Months of hard and exciting work in the ring finally paid off and by the grace of John Cena, Bryan was offered an opportunity to fight for the WWE Title at the company’s second biggest PPV, Summerslam. After a hard fought battle, Daniel Bryan cleanly won the WWE Title from John Cena. Wrestling fans around the world rejoiced as they watched their favourite star finally awarded. Then. It was all taken away.
In the weeks that followed Summerslam, Daniel Bryan took the fight to the men directly responsible. Triple H, the special guest referee that cost him his moment of glory and Randy Orton, the man who took advantage and cashed in his guaranteed title opportunity. Triple H declared that having Orton as champion was better for business, hence the decision. This decision was met with approval from his father in law, Vince McMahon and his wife, Stephanie McMahon. However, the choice that Triple H made was not received as warmly by members of the WWE roster. Therefore, a divide started to develop.

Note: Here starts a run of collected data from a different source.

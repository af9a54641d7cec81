//! In-memory document store and the session that works against it.
//!
//! Documents are JSON values grouped into collections and keyed by string.
//! A [`MemoryUnitOfWork`] stages changes privately; reads see the staged
//! state first, then the shared store. The store takes no part in the
//! ambient transaction, so `flush` only validates the staged changes and
//! holds them back; `commit`, which runs after the ambient transaction
//! committed, applies them all at once or none of them. A session closed
//! before that discards them and the store stays untouched.

use std::collections::BTreeMap;
use std::sync::atomic::{AtomicBool, AtomicUsize, Ordering};
use std::sync::Arc;

use parking_lot::{Mutex, RwLock};
use serde_json::Value;

use crate::session::error::{SessionError, SessionResult};
use crate::session::UnitOfWork;

type Collections = BTreeMap<String, BTreeMap<String, Value>>;

/// Shared document store. Clones refer to the same data.
#[derive(Clone, Default)]
pub struct MemoryStore {
    collections: Arc<RwLock<Collections>>,
}

impl MemoryStore {
    pub fn new() -> Self {
        Self::default()
    }

    /// Read a committed document.
    pub fn get(&self, collection: &str, key: &str) -> Option<Value> {
        self.collections
            .read()
            .get(collection)
            .and_then(|docs| docs.get(key))
            .cloned()
    }

    pub fn contains(&self, collection: &str, key: &str) -> bool {
        self.get(collection, key).is_some()
    }

    /// Number of committed documents in a collection.
    pub fn len(&self, collection: &str) -> usize {
        self.collections
            .read()
            .get(collection)
            .map_or(0, BTreeMap::len)
    }

    /// Open a new session over this store.
    pub fn session(&self) -> MemoryUnitOfWork {
        MemoryUnitOfWork::new(self.clone())
    }
}

impl std::fmt::Debug for MemoryStore {
    fn fmt(&self, f: &mut std::fmt::Formatter<'_>) -> std::fmt::Result {
        let collections = self.collections.read();
        f.debug_map()
            .entries(collections.iter().map(|(name, docs)| (name, docs.len())))
            .finish()
    }
}

#[derive(Debug, Clone)]
enum Change {
    Insert { collection: String, key: String, doc: Value },
    Upsert { collection: String, key: String, doc: Value },
    Remove { collection: String, key: String },
}

impl Change {
    fn target(&self) -> (&str, &str) {
        match self {
            Change::Insert { collection, key, .. }
            | Change::Upsert { collection, key, .. }
            | Change::Remove { collection, key } => (collection, key),
        }
    }
}

#[derive(Default)]
struct Staged {
    changes: Vec<Change>,
    /// Changes before this index passed `flush` and wait for `commit`.
    flushed: usize,
}

/// Session staging changes against a [`MemoryStore`].
pub struct MemoryUnitOfWork {
    store: MemoryStore,
    staged: Mutex<Staged>,
    flushes: AtomicUsize,
    fail_next_flush: AtomicBool,
    closed: AtomicBool,
}

impl MemoryUnitOfWork {
    pub fn new(store: MemoryStore) -> Self {
        Self {
            store,
            staged: Mutex::new(Staged::default()),
            flushes: AtomicUsize::new(0),
            fail_next_flush: AtomicBool::new(false),
            closed: AtomicBool::new(false),
        }
    }

    pub fn store(&self) -> &MemoryStore {
        &self.store
    }

    fn ensure_open(&self) -> SessionResult<()> {
        if self.closed.load(Ordering::SeqCst) {
            return Err(SessionError::Closed);
        }
        Ok(())
    }

    /// Stage a new document. Fails if the key is already visible.
    pub fn insert(&self, collection: &str, key: &str, doc: Value) -> SessionResult<()> {
        self.ensure_open()?;
        let mut staged = self.staged.lock();
        if Self::visible(&self.store, &staged.changes, collection, key).is_some() {
            return Err(SessionError::already_exists(collection, key));
        }
        staged.changes.push(Change::Insert {
            collection: collection.to_string(),
            key: key.to_string(),
            doc,
        });
        Ok(())
    }

    /// Stage a document, replacing any existing one.
    pub fn upsert(&self, collection: &str, key: &str, doc: Value) -> SessionResult<()> {
        self.ensure_open()?;
        self.staged.lock().changes.push(Change::Upsert {
            collection: collection.to_string(),
            key: key.to_string(),
            doc,
        });
        Ok(())
    }

    /// Stage removal of a document. Fails if the key is not visible.
    pub fn remove(&self, collection: &str, key: &str) -> SessionResult<()> {
        self.ensure_open()?;
        let mut staged = self.staged.lock();
        if Self::visible(&self.store, &staged.changes, collection, key).is_none() {
            return Err(SessionError::not_found(collection, key));
        }
        staged.changes.push(Change::Remove {
            collection: collection.to_string(),
            key: key.to_string(),
        });
        Ok(())
    }

    /// Read a document as this session sees it.
    pub fn get(&self, collection: &str, key: &str) -> SessionResult<Option<Value>> {
        self.ensure_open()?;
        let staged = self.staged.lock();
        Ok(Self::visible(&self.store, &staged.changes, collection, key))
    }

    /// Every document of a collection as this session sees it, ordered by key.
    pub fn list(&self, collection: &str) -> SessionResult<Vec<(String, Value)>> {
        self.ensure_open()?;
        let staged = self.staged.lock();
        let mut docs = self
            .store
            .collections
            .read()
            .get(collection)
            .cloned()
            .unwrap_or_default();
        for change in staged.changes.iter().filter(|c| c.target().0 == collection) {
            Self::apply(&mut docs, change);
        }
        Ok(docs.into_iter().collect())
    }

    /// Number of staged, unflushed changes.
    pub fn pending(&self) -> usize {
        let staged = self.staged.lock();
        staged.changes.len() - staged.flushed
    }

    /// Number of flushed changes waiting for `commit`.
    pub fn prepared(&self) -> usize {
        self.staged.lock().flushed
    }

    /// Number of successful flushes.
    pub fn flush_count(&self) -> usize {
        self.flushes.load(Ordering::SeqCst)
    }

    pub fn is_closed(&self) -> bool {
        self.closed.load(Ordering::SeqCst)
    }

    /// Make the next flush fail without touching the store.
    pub fn fail_next_flush(&self) {
        self.fail_next_flush.store(true, Ordering::SeqCst);
    }

    fn visible(
        store: &MemoryStore,
        staged: &[Change],
        collection: &str,
        key: &str,
    ) -> Option<Value> {
        let latest = staged
            .iter()
            .rev()
            .find(|c| c.target() == (collection, key));
        match latest {
            Some(Change::Insert { doc, .. }) | Some(Change::Upsert { doc, .. }) => {
                Some(doc.clone())
            }
            Some(Change::Remove { .. }) => None,
            None => store.get(collection, key),
        }
    }

    /// The store as it would look after `changes`, or the first conflict.
    fn prepare(collections: &Collections, changes: &[Change]) -> SessionResult<Collections> {
        let mut scratch = collections.clone();
        for change in changes {
            let (collection, key) = change.target();
            let docs = scratch.entry(collection.to_string()).or_default();
            match change {
                Change::Insert { .. } if docs.contains_key(key) => {
                    return Err(SessionError::already_exists(collection, key));
                }
                Change::Remove { .. } if !docs.contains_key(key) => {
                    return Err(SessionError::not_found(collection, key));
                }
                _ => Self::apply(docs, change),
            }
        }
        scratch.retain(|_, docs| !docs.is_empty());
        Ok(scratch)
    }

    fn apply(docs: &mut BTreeMap<String, Value>, change: &Change) {
        match change {
            Change::Insert { key, doc, .. } | Change::Upsert { key, doc, .. } => {
                docs.insert(key.clone(), doc.clone());
            }
            Change::Remove { key, .. } => {
                docs.remove(key);
            }
        }
    }
}

impl UnitOfWork for MemoryUnitOfWork {
    fn flush(&self) -> SessionResult<()> {
        self.ensure_open()?;
        if self.fail_next_flush.swap(false, Ordering::SeqCst) {
            return Err(SessionError::Flush("injected flush failure".to_string()));
        }

        let mut staged = self.staged.lock();
        Self::prepare(&self.store.collections.read(), &staged.changes)?;
        staged.flushed = staged.changes.len();
        self.flushes.fetch_add(1, Ordering::SeqCst);
        Ok(())
    }

    fn commit(&self) -> SessionResult<()> {
        self.ensure_open()?;
        let mut staged = self.staged.lock();
        if staged.flushed == 0 {
            return Ok(());
        }

        // Another session may have committed since the flush; re-validate
        // so a conflict still applies nothing.
        let flushed = staged.flushed;
        let mut collections = self.store.collections.write();
        *collections = Self::prepare(&collections, &staged.changes[..flushed])?;
        staged.changes.drain(..flushed);
        staged.flushed = 0;
        Ok(())
    }

    fn close(&self) {
        self.closed.store(true, Ordering::SeqCst);
        *self.staged.lock() = Staged::default();
    }
}

impl std::fmt::Debug for MemoryUnitOfWork {
    fn fmt(&self, f: &mut std::fmt::Formatter<'_>) -> std::fmt::Result {
        f.debug_struct("MemoryUnitOfWork")
            .field("pending", &self.pending())
            .field("prepared", &self.prepared())
            .field("flushes", &self.flush_count())
            .field("closed", &self.is_closed())
            .finish()
    }
}

#[cfg(test)]
mod tests {
    use super::*;
    use serde_json::json;

    #[test]
    fn test_staged_changes_invisible_until_commit() {
        let store = MemoryStore::new();
        let session = store.session();

        session.insert("users", "1", json!({"name": "Alice"})).unwrap();
        assert_eq!(
            session.get("users", "1").unwrap(),
            Some(json!({"name": "Alice"}))
        );
        assert!(!store.contains("users", "1"));

        session.flush().unwrap();
        assert!(!store.contains("users", "1"));
        assert_eq!(session.pending(), 0);
        assert_eq!(session.prepared(), 1);
        assert_eq!(session.flush_count(), 1);

        session.commit().unwrap();
        assert!(store.contains("users", "1"));
        assert_eq!(session.prepared(), 0);
    }

    #[test]
    fn test_close_after_flush_discards_prepared() {
        let store = MemoryStore::new();
        let session = store.session();
        session.insert("users", "1", json!({})).unwrap();
        session.flush().unwrap();

        session.close();
        assert!(!store.contains("users", "1"));
        assert!(matches!(session.commit(), Err(SessionError::Closed)));
    }

    #[test]
    fn test_insert_duplicate_fails() {
        let store = MemoryStore::new();
        let session = store.session();
        session.insert("users", "1", json!({})).unwrap();

        let err = session.insert("users", "1", json!({})).unwrap_err();
        assert!(matches!(err, SessionError::AlreadyExists { .. }));
    }

    #[test]
    fn test_remove_and_list() {
        let store = MemoryStore::new();
        let first = store.session();
        first.insert("users", "a", json!(1)).unwrap();
        first.insert("users", "b", json!(2)).unwrap();
        first.flush().unwrap();
        first.commit().unwrap();

        let second = store.session();
        second.remove("users", "a").unwrap();
        second.upsert("users", "c", json!(3)).unwrap();
        let keys: Vec<_> = second
            .list("users")
            .unwrap()
            .into_iter()
            .map(|(k, _)| k)
            .collect();
        assert_eq!(keys, vec!["b".to_string(), "c".to_string()]);

        assert!(matches!(
            second.remove("users", "zzz"),
            Err(SessionError::NotFound { .. })
        ));
    }

    #[test]
    fn test_conflicting_flush_applies_nothing() {
        let store = MemoryStore::new();
        let first = store.session();
        let second = store.session();

        first.insert("users", "1", json!("first")).unwrap();
        second.upsert("users", "2", json!("second")).unwrap();
        second.insert("users", "1", json!("second")).unwrap();

        first.flush().unwrap();
        first.commit().unwrap();
        assert!(second.flush().is_err());
        assert!(!store.contains("users", "2"));
        assert_eq!(store.get("users", "1"), Some(json!("first")));
    }

    #[test]
    fn test_conflicting_commit_applies_nothing() {
        let store = MemoryStore::new();
        let first = store.session();
        let second = store.session();

        first.insert("users", "1", json!("first")).unwrap();
        second.upsert("users", "2", json!("second")).unwrap();
        second.insert("users", "1", json!("second")).unwrap();

        first.flush().unwrap();
        second.flush().unwrap();
        first.commit().unwrap();

        assert!(matches!(
            second.commit(),
            Err(SessionError::AlreadyExists { .. })
        ));
        assert!(!store.contains("users", "2"));
        assert_eq!(store.get("users", "1"), Some(json!("first")));
    }

    #[test]
    fn test_close_discards_pending() {
        let store = MemoryStore::new();
        let session = store.session();
        session.insert("users", "1", json!({})).unwrap();
        session.close();

        assert!(session.is_closed());
        assert!(matches!(session.flush(), Err(SessionError::Closed)));
        assert_eq!(store.len("users"), 0);
    }

    #[test]
    fn test_injected_flush_failure() {
        let store = MemoryStore::new();
        let session = store.session();
        session.insert("users", "1", json!({})).unwrap();
        session.fail_next_flush();

        assert!(matches!(session.flush(), Err(SessionError::Flush(_))));
        assert_eq!(session.flush_count(), 0);
        session.flush().unwrap();
        session.commit().unwrap();
        assert!(store.contains("users", "1"));
    }
}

Triple H, Vince, Stephanie, Randy Orton and their enforcers, The Shield were met with disapproval from Daniel Bryan himself, Big Show, Cody Rhodes, Dolph Ziggler and The Miz, amongst others. However, instead of having a platform to voice their opinions, the opposition were silenced through fear – fear of losing their jobs, their financial stability or their safety. Triple H and company has become a dictating corporate machine that nobody could contend with.
Quite frankly, it is amazing multilayered story telling. We’re glued to Daniel Bryan and his struggle back to the top of company, we’re invested in Cody Rhodes and his family’s attempts to regain the formers lifeline and we feel for Big Show, a friendly giant who happens to have hit rock bottom – regardless of whether the singular stories are effective or not, they’re all adding more depth to the overall plot that is Triple H’s new regime.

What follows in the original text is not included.